Unlike previous studies, the current study found that recurrent suicide attempts did not increase the success rate [8, 9] and that changing methods and the number of methods used did not have a significant relationship with meaningful outcome. This may be because many previous studies [6–10, 13–17] focused on the recurrence rate of suicide attempts, and not the severity of each attempt. However, unlike adults, young adults tend to be impulsive when choosing to attempt suicide and do not prepare their methods, or they tend to choose available or easily accessible non-fatal methods that are less severe [6, 10]. Thus, using adolescents’ histories of previous suicide attempts as predictive factors of severity provides a weaker correlation than using the same for adults.

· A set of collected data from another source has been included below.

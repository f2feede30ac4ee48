//! Test fixtures and factory functions for creating upstream payloads.

use serde_json::{json, Value};

use super::MockCatalog;

/// A course entry as the catalog API encodes it.
pub fn course(id: &str, name: &str, description: &str, file: &str, status: &str) -> Value {
    json!({
        "course_id": id,
        "course_name": name,
        "course_description": description,
        "course_file": file,
        "status": status
    })
}

/// A successful catalog response.
pub fn catalog(courses: Vec<Value>) -> Value {
    json!({ "success": true, "data": courses })
}

/// Two active courses and one inactive draft.
pub fn sample_catalog() -> Value {
    catalog(vec![
        course("1", "Networking", "TCP/IP fundamentals", "net.json", "active"),
        course("2", "Databases", "Relational modelling", "db.json", "active"),
        course("3", "Draft", "Not published yet", "draft.json", "inactive"),
    ])
}

/// A question as the question source encodes it.
pub fn question(text: &str, options: &[&str], answers: &[&str]) -> Value {
    json!({
        "question": text,
        "options": options,
        "answers": answers,
        "numOptions": options.len()
    })
}

/// A question set response.
pub fn question_set(questions: Vec<Value>) -> Value {
    json!({ "questions": questions })
}

/// Questions covering single letters, letter lists, text answers and no options.
pub fn networking_questions() -> Value {
    question_set(vec![
        question(
            "Which layer does TCP belong to?",
            &["A. Application", "B. Transport", "C. Network", "D. Link"],
            &["B"],
        ),
        question(
            "Which ranges are private IPv4 space?",
            &["A. 10.0.0.0/8", "B. 8.8.8.0/24", "C. 192.168.0.0/16", "D. 172.16.0.0/12"],
            &["a c, d"],
        ),
        question(
            "What does DNS stand for?",
            &["Dynamic Name Service", "Domain Name System", "Data Network Standard"],
            &["Domain Name System"],
        ),
        question("Which transport protocol is connectionless?", &[], &["UDP"]),
    ])
}

/// Mock catalog serving the sample catalog and the networking questions.
pub fn sample_mock() -> MockCatalog {
    MockCatalog::new()
        .catalog(sample_catalog())
        .file("net.json", networking_questions())
        .file("draft.json", question_set(vec![]))
}
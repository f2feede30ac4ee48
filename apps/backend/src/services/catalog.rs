//! HTTP client for the remote course catalog and question sets.

use std::time::Duration;

use quiz_core::{active_courses, decode_courses, decode_questions, Course, ParseError, Question};
use reqwest::Client;
use thiserror::Error;

/// Catalog client errors.
#[derive(Debug, Error)]
pub enum CatalogError {
    #[error("Network error: {0}")]
    Network(String),

    #[error("Upstream error: {status} - {message}")]
    Upstream { status: u16, message: String },

    #[error("Parse error: {0}")]
    Parse(#[from] ParseError),
}

/// Client for the course catalog API.
///
/// Cheap to share behind an `Arc`; the inner reqwest client pools connections.
pub struct CatalogClient {
    client: Client,
    base_url: String,
}

impl CatalogClient {
    /// Create a new catalog client.
    pub fn new(base_url: &str, timeout: Duration) -> Result<Self, CatalogError> {
        let client = Client::builder()
            .timeout(timeout)
            .build()
            .map_err(|e| CatalogError::Network(e.to_string()))?;

        Ok(Self {
            client,
            base_url: base_url.trim_end_matches('/').to_string(),
        })
    }

    /// Fetch every course in the catalog, whatever its status.
    pub async fn fetch_courses(&self) -> Result<Vec<Course>, CatalogError> {
        let url = format!("{}/?act=get_courses", self.base_url);
        let body = self.post(&url).await?;
        let courses = decode_courses(&body)?;
        tracing::debug!("Fetched {} courses", courses.len());
        Ok(courses)
    }

    /// Fetch the courses that should be listed.
    ///
    /// An unsuccessful catalog response lists nothing instead of failing.
    pub async fn fetch_active_courses(&self) -> Result<Vec<Course>, CatalogError> {
        match self.fetch_courses().await {
            Ok(courses) => Ok(active_courses(courses)),
            Err(CatalogError::Parse(ParseError::Unsuccessful)) => {
                tracing::warn!("Catalog reported failure; listing no courses");
                Ok(Vec::new())
            }
            Err(e) => Err(e),
        }
    }

    /// Look up a course by id, whatever its status.
    pub async fn find_course(&self, course_id: &str) -> Result<Option<Course>, CatalogError> {
        let courses = self.fetch_courses().await?;
        Ok(courses.into_iter().find(|c| c.id == course_id))
    }

    /// Fetch the question set stored in a course resource file.
    pub async fn fetch_questions(&self, resource_file: &str) -> Result<Vec<Question>, CatalogError> {
        let url = format!("{}/3do_resources/{}", self.base_url, resource_file);
        let body = self.post(&url).await?;
        let questions = decode_questions(&body)?;
        tracing::debug!("Fetched {} questions from {}", questions.len(), resource_file);
        Ok(questions)
    }

    async fn post(&self, url: &str) -> Result<String, CatalogError> {
        let resp = self.client.post(url).send().await.map_err(|e| {
            tracing::error!("Catalog request to {} failed: {}", url, e);
            CatalogError::Network(e.to_string())
        })?;

        if !resp.status().is_success() {
            let status = resp.status().as_u16();
            let message = resp.text().await.unwrap_or_default();
            tracing::warn!("Catalog request to {} returned {}", url, status);
            return Err(CatalogError::Upstream { status, message });
        }

        resp.text()
            .await
            .map_err(|e| CatalogError::Network(e.to_string()))
    }
}
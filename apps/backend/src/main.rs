#[tokio::main]
async fn main() -> anyhow::Result<()> {
    quiz_viewer_backend::run().await
}
//! Answer normalization and option matching for multiple-choice questions.
//!
//! Answers are recorded either as option letters (`"B"`, `"B C D"`, `"b, c"`)
//! or as the text of the correct option. [`CanonicalAnswers`] settles which of
//! the two a question uses, and [`match_option`] flags each option against it.

use crate::types::{AnswerMode, MatchedQuestion, OptionMatch, Question};

/// Letters used to label options by position.
pub const OPTION_LETTERS: [char; 6] = ['A', 'B', 'C', 'D', 'E', 'F'];

/// Shortest cleaned text allowed to match by substring containment.
const MIN_CONTAINMENT_LEN: usize = 10;

fn is_option_letter(c: char) -> bool {
    OPTION_LETTERS.contains(&c.to_ascii_uppercase())
}

fn is_answer_separator(c: char) -> bool {
    c == ',' || c.is_whitespace()
}

fn is_prefix_delimiter(c: char) -> bool {
    matches!(c, '.' | ')' | ':') || c.is_whitespace()
}

/// Split a letter list such as `"B, C D"` into uppercase letters.
///
/// Returns `None` unless the string is made only of single letters A-F
/// separated by runs of commas and/or whitespace.
fn split_letter_list(s: &str) -> Option<Vec<char>> {
    let mut letters = Vec::new();
    let mut expect_letter = true;

    for c in s.chars() {
        if is_answer_separator(c) {
            if letters.is_empty() {
                return None;
            }
            expect_letter = true;
        } else if expect_letter && is_option_letter(c) {
            letters.push(c.to_ascii_uppercase());
            expect_letter = false;
        } else {
            return None;
        }
    }

    if letters.is_empty() || expect_letter {
        None
    } else {
        Some(letters)
    }
}

/// Normalize raw answer strings into canonical tokens.
///
/// Letter lists expand into one uppercase token per letter; anything else is
/// kept as a single trimmed token with its case intact.
pub fn normalize<S: AsRef<str>>(answers: &[S]) -> Vec<String> {
    answers
        .iter()
        .flat_map(|answer| {
            let trimmed = answer.as_ref().trim();
            match split_letter_list(trimmed) {
                Some(letters) => letters.into_iter().map(String::from).collect::<Vec<_>>(),
                None => vec![trimmed.to_string()],
            }
        })
        .collect()
}

/// Canonical answers of one question, tagged with how they must be matched.
#[derive(Debug, Clone, PartialEq, Eq)]
pub enum CanonicalAnswers {
    /// Every token is a single letter A-F (stored uppercase).
    LetterList(Vec<char>),
    /// At least one token is free text; all tokens are compared as text.
    TextAnswers(Vec<String>),
}

impl CanonicalAnswers {
    /// Normalize and classify the raw answers of a question.
    pub fn from_answers<S: AsRef<str>>(answers: &[S]) -> Self {
        Self::classify(normalize(answers))
    }

    /// Classify already normalized tokens. A single non-letter token puts the
    /// whole set in text mode.
    pub fn classify(tokens: Vec<String>) -> Self {
        let letters: Option<Vec<char>> = tokens.iter().map(|t| single_option_letter(t)).collect();
        match letters {
            Some(letters) => Self::LetterList(letters),
            None => Self::TextAnswers(tokens),
        }
    }

    pub fn mode(&self) -> AnswerMode {
        match self {
            Self::LetterList(_) => AnswerMode::Letter,
            Self::TextAnswers(_) => AnswerMode::Text,
        }
    }

    /// Tokens for display, e.g. the "answer: B, C" badge.
    pub fn tokens(&self) -> Vec<String> {
        match self {
            Self::LetterList(letters) => letters.iter().map(|&c| String::from(c)).collect(),
            Self::TextAnswers(tokens) => tokens.clone(),
        }
    }
}

fn single_option_letter(token: &str) -> Option<char> {
    let mut chars = token.chars();
    match (chars.next(), chars.next()) {
        (Some(c), None) if is_option_letter(c) => Some(c.to_ascii_uppercase()),
        _ => None,
    }
}

/// Split a `"B. "` / `"B) "` / `"B: "` / `"B "` prefix off an option.
///
/// Returns the uppercase letter and the text after the delimiter.
fn split_letter_prefix(option: &str) -> Option<(char, &str)> {
    let mut chars = option.char_indices();
    let (_, first) = chars.next()?;
    let (idx, delimiter) = chars.next()?;

    if is_option_letter(first) && is_prefix_delimiter(delimiter) {
        Some((first.to_ascii_uppercase(), &option[idx + delimiter.len_utf8()..]))
    } else {
        None
    }
}

/// Letter for an option slot, if the slot is within A-F.
pub fn positional_letter(index: usize) -> Option<char> {
    OPTION_LETTERS.get(index).copied()
}

/// Display label for an option.
///
/// Uses the option's own letter prefix when present, otherwise its position
/// (`A` for index 0), and `index + 1` past the end of the alphabet.
pub fn derive_letter(option: &str, index: usize) -> String {
    match split_letter_prefix(option) {
        Some((letter, _)) => String::from(letter),
        None => match positional_letter(index) {
            Some(letter) => String::from(letter),
            None => (index + 1).to_string(),
        },
    }
}

/// Option text without its letter prefix.
pub fn clean_text(option: &str) -> &str {
    match split_letter_prefix(option) {
        Some((_, rest)) => rest.trim_start(),
        None => option,
    }
}

fn text_matches(option: &str, answer: &str) -> bool {
    if option == answer {
        return true;
    }
    if answer.chars().count() >= MIN_CONTAINMENT_LEN && option.contains(answer) {
        return true;
    }
    option.chars().count() >= MIN_CONTAINMENT_LEN && answer.contains(option)
}

/// Evaluate a single option against the canonical answers of its question.
pub fn match_option(option: &str, index: usize, answers: &CanonicalAnswers) -> OptionMatch {
    let display_text = clean_text(option);

    let is_correct = match answers {
        CanonicalAnswers::LetterList(letters) => {
            // The prefix letter and the slot letter can disagree in the source
            // data; either one identifies the option.
            let own = split_letter_prefix(option).map(|(letter, _)| letter);
            let positional = positional_letter(index);
            letters
                .iter()
                .any(|&answer| Some(answer) == own || Some(answer) == positional)
        }
        CanonicalAnswers::TextAnswers(tokens) => {
            let option_clean = display_text.trim().to_lowercase();
            tokens
                .iter()
                .any(|token| text_matches(&option_clean, &token.trim().to_lowercase()))
        }
    };

    OptionMatch {
        letter: derive_letter(option, index),
        display_text: display_text.to_string(),
        is_correct,
    }
}

/// Evaluate every option of a question, in order.
pub fn match_options<S: AsRef<str>>(options: &[S], answers: &CanonicalAnswers) -> Vec<OptionMatch> {
    options
        .iter()
        .enumerate()
        .map(|(idx, option)| match_option(option.as_ref(), idx, answers))
        .collect()
}

/// Normalize the answers of a question and evaluate all of its options.
pub fn match_question(question: &Question) -> MatchedQuestion {
    let answers = CanonicalAnswers::from_answers(&question.answers);

    MatchedQuestion {
        text: question.text.clone(),
        options: match_options(&question.options, &answers),
        answers: answers.tokens(),
        answer_mode: answers.mode(),
        num_options: question.num_options,
    }
}
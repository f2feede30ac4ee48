//! Runtime configuration read from the environment.

use std::time::Duration;

use anyhow::Context;

const DEFAULT_HOST: &str = "0.0.0.0";
const DEFAULT_PORT: u16 = 3000;
const DEFAULT_CATALOG_API_BASE: &str = "https://letankim.id.vn";
const DEFAULT_CATALOG_TIMEOUT_SECS: u64 = 15;

/// Server and upstream catalog settings.
#[derive(Debug, Clone, PartialEq, Eq)]
pub struct Config {
    pub host: String,
    pub port: u16,
    pub catalog_api_base: String,
    pub catalog_timeout: Duration,
}

impl Config {
    /// Load configuration from the process environment.
    ///
    /// Recognized env vars (all optional):
    /// - HOST: Bind address (default "0.0.0.0")
    /// - PORT: Bind port (default 3000)
    /// - CATALOG_API_BASE: Base URL of the course catalog API
    /// - CATALOG_TIMEOUT_SECS: Upstream request timeout in seconds (default 15)
    pub fn from_env() -> anyhow::Result<Self> {
        Self::from_lookup(|key| std::env::var(key).ok())
    }

    /// Load configuration through an arbitrary variable lookup.
    pub fn from_lookup<F>(lookup: F) -> anyhow::Result<Self>
    where
        F: Fn(&str) -> Option<String>,
    {
        let host = lookup("HOST").unwrap_or_else(|| DEFAULT_HOST.to_string());

        let port = match lookup("PORT") {
            Some(value) => value
                .trim()
                .parse::<u16>()
                .with_context(|| format!("invalid PORT value: {value}"))?,
            None => DEFAULT_PORT,
        };

        let catalog_api_base = lookup("CATALOG_API_BASE")
            .unwrap_or_else(|| DEFAULT_CATALOG_API_BASE.to_string())
            .trim_end_matches('/')
            .to_string();

        let timeout_secs = match lookup("CATALOG_TIMEOUT_SECS") {
            Some(value) => value
                .trim()
                .parse::<u64>()
                .with_context(|| format!("invalid CATALOG_TIMEOUT_SECS value: {value}"))?,
            None => DEFAULT_CATALOG_TIMEOUT_SECS,
        };

        Ok(Self {
            host,
            port,
            catalog_api_base,
            catalog_timeout: Duration::from_secs(timeout_secs),
        })
    }

    /// Address to bind the HTTP listener to.
    pub fn bind_addr(&self) -> String {
        format!("{}:{}", self.host, self.port)
    }
}
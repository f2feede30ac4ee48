//! API request and response types

use serde::{Deserialize, Serialize};

// Re-export shared types from quiz-core
pub use quiz_core::types::{AnswerMode, Course, MatchedQuestion, OptionMatch, Question};

/// Query string for list endpoints (`?q=`)
#[derive(Debug, Deserialize)]
pub struct SearchQuery {
    #[serde(default)]
    pub q: Option<String>,
}

impl SearchQuery {
    /// The search text, empty when absent.
    pub fn text(&self) -> &str {
        self.q.as_deref().unwrap_or_default()
    }
}

/// Response for GET /api/courses
#[derive(Debug, Serialize, Deserialize)]
pub struct CourseListResponse {
    pub courses: Vec<Course>,
    /// Number of listed courses before filtering.
    pub total: usize,
    /// Number of courses matching the query.
    pub matched: usize,
}

/// One rendered question card.
#[derive(Debug, Clone, Serialize, Deserialize)]
pub struct QuestionCard {
    /// 1-based position within the returned list.
    pub number: usize,
    #[serde(flatten)]
    pub question: MatchedQuestion,
}

/// Response for GET /api/courses/{course_id}/questions
#[derive(Debug, Serialize, Deserialize)]
pub struct QuestionListResponse {
    pub course: Course,
    pub questions: Vec<QuestionCard>,
    pub total: usize,
    pub matched: usize,
}
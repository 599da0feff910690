use serde::{Deserialize, Serialize};
use std::path::{Path, PathBuf};

use crate::error::{CoreError, CoreResult};
use crate::regions::{validate_regions, Region};

/// One complete export request: input, ordered regions, output, and the
/// encoding parameters applied to every segment.
///
/// Constructed by the caller (CLI flags or a JSON body from an upload
/// service) and consumed once by `export_regions`. Unspecified fields take
/// the defaults below when deserialized.
#[derive(Debug, Clone, Serialize, Deserialize)]
#[serde(rename_all = "camelCase")]
pub struct ExportRequest {
    /// Path to the source video file
    #[serde(alias = "inputPath")]
    pub input: PathBuf,

    /// Time regions to include, in output order
    pub regions: Vec<Region>,

    /// Path of the final output file
    #[serde(alias = "outPath", alias = "outputPath")]
    pub output: PathBuf,

    /// Playback speed factor (1 = unchanged)
    #[serde(default = "default_speed")]
    pub speed: f64,

    /// Requested output height in pixels, clamped to [144, 1080]
    #[serde(default = "default_output_height")]
    pub output_height: u32,

    /// Constant rate factor passed to the video encoder
    #[serde(default = "default_crf")]
    pub crf: u32,

    /// Encoder speed/quality tradeoff preset
    #[serde(default = "default_preset")]
    pub preset: String,

    /// Video encoder name
    #[serde(default = "default_video_codec")]
    pub video_codec: String,

    /// Audio encoder name
    #[serde(default = "default_audio_codec")]
    pub audio_codec: String,

    /// Keep the per-request segment workspace after the export finishes
    #[serde(default)]
    pub keep_temp_files: bool,
}

fn default_speed() -> f64 {
    1.0
}

fn default_output_height() -> u32 {
    1080
}

fn default_crf() -> u32 {
    20
}

fn default_preset() -> String {
    "veryfast".to_string()
}

fn default_video_codec() -> String {
    "libx264".to_string()
}

fn default_audio_codec() -> String {
    "aac".to_string()
}

impl ExportRequest {
    /// Create a request with default encoding parameters.
    pub fn new(
        input: impl Into<PathBuf>,
        regions: Vec<Region>,
        output: impl Into<PathBuf>,
    ) -> Self {
        Self {
            input: input.into(),
            regions,
            output: output.into(),
            speed: default_speed(),
            output_height: default_output_height(),
            crf: default_crf(),
            preset: default_preset(),
            video_codec: default_video_codec(),
            audio_codec: default_audio_codec(),
            keep_temp_files: false,
        }
    }

    /// Validate the request before any subprocess is spawned.
    pub fn validate(&self) -> CoreResult<()> {
        if !Path::new(&self.input).is_file() {
            return Err(CoreError::InvalidRequest(format!(
                "input file not found: {}",
                self.input.display()
            )));
        }

        if !self.speed.is_finite() || self.speed <= 0.0 {
            return Err(CoreError::InvalidRequest(format!(
                "speed must be a positive number, got {}",
                self.speed
            )));
        }

        validate_regions(&self.regions)
    }
}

In this study, no clear relationship between sex, age, psychiatric history, or number of suicide attempts and successful suicide attempts was evident. However, methods of suicide attempts were statistically significant with outcomes. Patients who chose DI as a method achieved successful suicide (P value <0.001), while patients who selected self-harm achieved successful suicide 0.38 times less than DI (P value 0.025). This result contradicts that of previous studies  and differs from previous works in its definition of meaningful attempts, i.e., when an individual expires. However, we define lethality of suicide attempts more broadly so that we can focus on providing specific care for patients before they actually achieve suicide
It is obvious that fatal methods have more lethality than non-fatal methods . According to this study’s research, patients who successfully attempted suicide eventually selected DI instead of self-harm among non-fatal methods. Moreover, patients who selected DI as an index method or present method had a significantly higher success rate than patients who chose self-harm. Historically, DI has been a more fatal method than self-harm among non-fatal methods. Therefore, both the number of previous suicide attempts and a change in method to DI must be considered as important factors by clinicians when making decisions regarding emergency hospitalization in pED (although they are not absolute predictive factors).
This study has a few limitations. First, previous psychiatric histories can vary when records are based solely on patients’ memories. Therefore, some data may have been missed and confounding factors, such as family composition, may not have been included. Second, there was a single center bias where there was a tendency to admit patients more readily when they had previously visited psychiatric outpatient clinics, regardless of severity. Third, prospective cases with long term output, including post-accident care, should be included in future studies. It was difficult to determine methods of subsequent suicide attempts after pED visits because later contact was lost due to the retrospective study design. Of the 69 (30.4%) patients connected with the social care service team (of 227 patients total), only 21(30.4%) agreed to follow ups, and only 11 completed case management a total of four times or re-connected to other social care service teams, while others refused or could not participate in post-accident care. Several studies have reported that the mortality and recurrence rate of suicide significantly decreased in patients who underwent follow-up care compared with those who did not [17, 20]. Thus, because the prospective study design does not include long term output, mortality would increase. Fourth, the term DI should be clarified in more detail. In this study, all types and amounts of drugs were regarded as potentially lethal. However, previous studies distinguished between different types of drugs and found that specific drugs carried higher risks. Additionally, young adults tend to acquire over-the-counter drugs because many other drugs are not easily acquired . Thus, future studies should consider kinds and amounts of drugs based upon adolescents’ characteristics. Finally, social issues should be considered. In this study, the success rate of suicide was especially evident among the 17 YO age group, a time when adolescents can experience extensive stress in high school. Several studies also mentioned the specific circumstances of adolescents  and how hypercompetitive educational circumstances can lead to an exponential increase in suicide [11, 12]. Future studies should consider social circumstances when examining suicide methods and success rates.